Task item
For the material below, output exactly the span from the line with "whatever the outcome." to the line with "(or last) run.", including both, and nothing besides.

--------------------------------------------------

//! One-pass agent: source → transform → sink.
//!
//! An [`Agent`] pulls every row from its source, applies the transform,
//! serializes the resulting entity and hands it to the sink. Failures of a
//! single record (transform error, serialization error, rejected write) are
//! counted in [`Stats::errors`] and never stop the pass. A failure of the
//! source itself ends the run with [`AgentError::Source`]; the counters
//! accumulated up to that point stay available through [`Agent::stats`].

use std::sync::Arc;

use serde::Serialize;
use serde_json::Value;
use thiserror::Error;
use tracing::{debug, info, warn};

use ngsi_agent_core::models::{Row, Stats};
use ngsi_agent_core::sink::{Sink, SinkError, WriteOutcome};
use ngsi_agent_core::source::{Source, SourceError};

/// Failure while processing one record, or while pulling the source.
#[derive(Debug, Error)]
pub enum AgentError {
    #[error("transform failed: {0:#}")]
    Transform(anyhow::Error),

    #[error("cannot serialize entity: {0}")]
    Serialize(#[from] serde_json::Error),

    #[error("sink rejected entity: {0}")]
    Sink(#[from] SinkError),

    #[error("source failed: {0}")]
    Source(#[from] SourceError),
}

/// Turns one row into at most one serialized entity.
///
/// Any closure `Fn(&Row) -> anyhow::Result<Option<E>>` with `E: Serialize`
/// is a transform. Returning `Ok(None)` marks the row as ignored.
pub trait Transform: Send + Sync {
    fn apply(&self, row: &Row) -> Result<Option<String>, AgentError>;
}

impl<F, E> Transform for F
where
    F: Fn(&Row) -> anyhow::Result<Option<E>> + Send + Sync,
    E: Serialize,
{
    fn apply(&self, row: &Row) -> Result<Option<String>, AgentError> {
        match (self)(row).map_err(AgentError::Transform)? {
            Some(entity) => Ok(Some(serde_json::to_string(&entity)?)),
            None => Ok(None),
        }
    }
}

/// Transform that forwards the record unchanged.
pub fn identity() -> impl Transform {
    |row: &Row| -> anyhow::Result<Option<Value>> { Ok(Some(row.record.clone())) }
}

/// A single pass over one source.
pub struct Agent<'a> {
    source: &'a mut dyn Source,
    sink: Arc<dyn Sink>,
    transform: Arc<dyn Transform>,
    stats: Stats,
}

impl<'a> Agent<'a> {
    pub fn new(
        source: &'a mut dyn Source,
        sink: Arc<dyn Sink>,
        transform: Arc<dyn Transform>,
    ) -> Self {
        Self {
            source,
            sink,
            transform,
            stats: Stats::default(),
        }
    }

    /// Run the agent and release the sink, whatever the outcome.
    pub async fn run_once(
        source: &'a mut dyn Source,
        sink: Arc<dyn Sink>,
        transform: Arc<dyn Transform>,
    ) -> Result<Stats, AgentError> {
        let mut agent = Self::new(source, sink, transform);
        let result = agent.run().await;
        agent.close().await?;
        result
    }

    /// Pull the source to exhaustion.
    pub async fn run(&mut self) -> Result<Stats, AgentError> {
        let source_name = self.source.name().to_string();
        debug!(source = %source_name, "agent run started");

        while let Some(row) = self.source.next_row().await? {
            self.stats.processed += 1;
            match process(self.transform.as_ref(), self.sink.as_ref(), &row).await {
                Ok(Some(WriteOutcome::Created)) => self.stats.created += 1,
                Ok(Some(WriteOutcome::Updated)) => self.stats.updated += 1,
                Ok(None) => self.stats.ignored += 1,
                Err(e) => {
                    warn!(provider = %row.provider, error = %e, "record failed");
                    self.stats.errors += 1;
                }
            }
        }

        info!(
            source = %source_name,
            processed = self.stats.processed,
            created = self.stats.created,
            updated = self.stats.updated,
            ignored = self.stats.ignored,
            errors = self.stats.errors,
            "agent run finished"
        );
        Ok(self.stats)
    }

    /// Counters of the current (or last) run.
    pub fn stats(&self) -> Stats {
        self.stats
    }

    /// Release the sink. Consumes the agent so it happens once.
    pub async fn close(self) -> Result<(), SinkError> {
        self.sink.close().await
    }
}

/// Transform and deliver one row.
///
/// Takes the transform and sink rather than the agent, so that no borrow of
/// the (`Send` only) source is held across the write.
async fn process(
    transform: &dyn Transform,
    sink: &dyn Sink,
    row: &Row,
) -> Result<Option<WriteOutcome>, AgentError> {
    let Some(message) = transform.apply(row)? else {
        return Ok(None);
    };
    Ok(Some(sink.write(&message).await?))
}

#[cfg(test)]
mod tests {
    use super::*;
    use crate::source_json::JsonSource;
    use async_trait::async_trait;
    use ngsi_agent_core::entity::Entity;
    use ngsi_agent_core::sink::memory::MemorySink;
    use serde_json::json;

    fn fruits() -> Value {
        json!([
            {"fruit": "Apple", "size": "Large", "color": "Red"},
            {"fruit": "Lime", "size": "Medium", "color": "Yellow"}
        ])
    }

    fn build_fruit(row: &Row) -> anyhow::Result<Option<Entity>> {
        let name = row.record["fruit"]
            .as_str()
            .ok_or_else(|| anyhow::anyhow!("missing fruit"))?;
        let mut e = Entity::new(format!("Fruit-{}", name), "Fruit");
        e.add("size", row.record["size"].clone());
        e.add("color", row.record["color"].clone());
        Ok(Some(e))
    }

    fn assert_send<T: Send>(_: &T) {}

    #[tokio::test]
    async fn test_run_future_can_be_spawned() {
        let sink = Arc::new(MemorySink::new());
        let handle = tokio::spawn({
            let sink = sink.clone();
            async move {
                let mut src = JsonSource::new(fruits());
                let mut agent = Agent::new(&mut src, sink, Arc::new(build_fruit));
                let run = agent.run();
                assert_send(&run);
                run.await
            }
        });
        assert_eq!(handle.await.unwrap().unwrap().created, 2);
        assert_eq!(sink.len(), 2);
    }

    #[tokio::test]
    async fn test_fruit_scenario() {
        let mut src = JsonSource::new(fruits());
        let sink = Arc::new(MemorySink::new());
        let stats = Agent::run_once(&mut src, sink.clone(), Arc::new(build_fruit))
            .await
            .unwrap();

        assert_eq!(stats.processed, 2);
        assert_eq!(stats.created, 2);
        let ids: Vec<_> = sink.entities().iter().map(|e| e["id"].clone()).collect();
        assert_eq!(ids, vec![json!("Fruit-Apple"), json!("Fruit-Lime")]);
        assert_eq!(sink.close_count(), 1);
    }

    #[tokio::test]
    async fn test_bad_records_are_isolated() {
        let mut src = JsonSource::new(json!([
            {"fruit": "Apple"},
            {"nofruit": 1},
            {"fruit": "Lime"},
            {"nofruit": 2}
        ]));
        let sink = Arc::new(MemorySink::new());
        let mut agent = Agent::new(&mut src, sink.clone(), Arc::new(build_fruit));
        let stats = agent.run().await.unwrap();
        agent.close().await.unwrap();

        assert_eq!(stats.processed, 4);
        assert_eq!(stats.errors, 2);
        assert_eq!(stats.created, 2);
        assert!(stats.is_balanced());
        assert_eq!(sink.len(), 2);
    }

    #[tokio::test]
    async fn test_ignored_rows() {
        let mut src = JsonSource::new(json!([1, 2, 3, 4]));
        let even_only = |row: &Row| -> anyhow::Result<Option<Value>> {
            let n = row.record.as_i64().unwrap_or(0);
            Ok((n % 2 == 0).then(|| json!({ "n": n })))
        };
        let sink = Arc::new(MemorySink::new());
        let stats = Agent::run_once(&mut src, sink.clone(), Arc::new(even_only))
            .await
            .unwrap();
        assert_eq!(stats.ignored, 2);
        assert_eq!(stats.created, 2);
        assert!(stats.is_balanced());
    }

    struct FlakySink;

    #[async_trait]
    impl Sink for FlakySink {
        async fn write(&self, message: &str) -> Result<WriteOutcome, SinkError> {
            if message.contains("Lime") {
                return Err(SinkError::Transport("connection refused".into()));
            }
            Ok(WriteOutcome::Updated)
        }
    }

    #[tokio::test]
    async fn test_sink_failure_counts_as_record_error() {
        let mut src = JsonSource::new(fruits());
        let stats = Agent::run_once(&mut src, Arc::new(FlakySink), Arc::new(identity()))
            .await
            .unwrap();
        assert_eq!(stats.processed, 2);
        assert_eq!(stats.updated, 1);
        assert_eq!(stats.errors, 1);
    }

    struct BrokenAfter {
        left: u32,
    }

    #[async_trait]
    impl Source for BrokenAfter {
        async fn next_row(&mut self) -> Result<Option<Row>, SourceError> {
            if self.left == 0 {
                return Err(SourceError::Other("connection lost".into()));
            }
            self.left -= 1;
            Ok(Some(Row::new("broken", json!({ "left": self.left }))))
        }
    }

    #[tokio::test]
    async fn test_source_failure_aborts_run_and_keeps_stats() {
        let mut src = BrokenAfter { left: 3 };
        let sink = Arc::new(MemorySink::new());
        let mut agent = Agent::new(&mut src, sink.clone(), Arc::new(identity()));
        let err = agent.run().await.unwrap_err();
        assert!(matches!(err, AgentError::Source(_)));
        assert_eq!(agent.stats().processed, 3);
        assert!(agent.stats().is_balanced());
        agent.close().await.unwrap();
        assert_eq!(sink.close_count(), 1);
    }
}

--------------------------------------------------

Response area
    /// Run the agent and release the sink, whatever the outcome.
    pub async fn run_once(
        source: &'a mut dyn Source,
        sink: Arc<dyn Sink>,
        transform: Arc<dyn Transform>,
    ) -> Result<Stats, AgentError> {
        let mut agent = Self::new(source, sink, transform);
        let result = agent.run().await;
        agent.close().await?;
        result
    }

    /// Pull the source to exhaustion.
    pub async fn run(&mut self) -> Result<Stats, AgentError> {
        let source_name = self.source.name().to_string();
        debug!(source = %source_name, "agent run started");

        while let Some(row) = self.source.next_row().await? {
            self.stats.processed += 1;
            match process(self.transform.as_ref(), self.sink.as_ref(), &row).await {
                Ok(Some(WriteOutcome::Created)) => self.stats.created += 1,
                Ok(Some(WriteOutcome::Updated)) => self.stats.updated += 1,
                Ok(None) => self.stats.ignored += 1,
                Err(e) => {
                    warn!(provider = %row.provider, error = %e, "record failed");
                    self.stats.errors += 1;
                }
            }
        }

        info!(
            source = %source_name,
            processed = self.stats.processed,
            created = self.stats.created,
            updated = self.stats.updated,
            ignored = self.stats.ignored,
            errors = self.stats.errors,
            "agent run finished"
        );
        Ok(self.stats)
    }

    /// Counters of the current (or last) run.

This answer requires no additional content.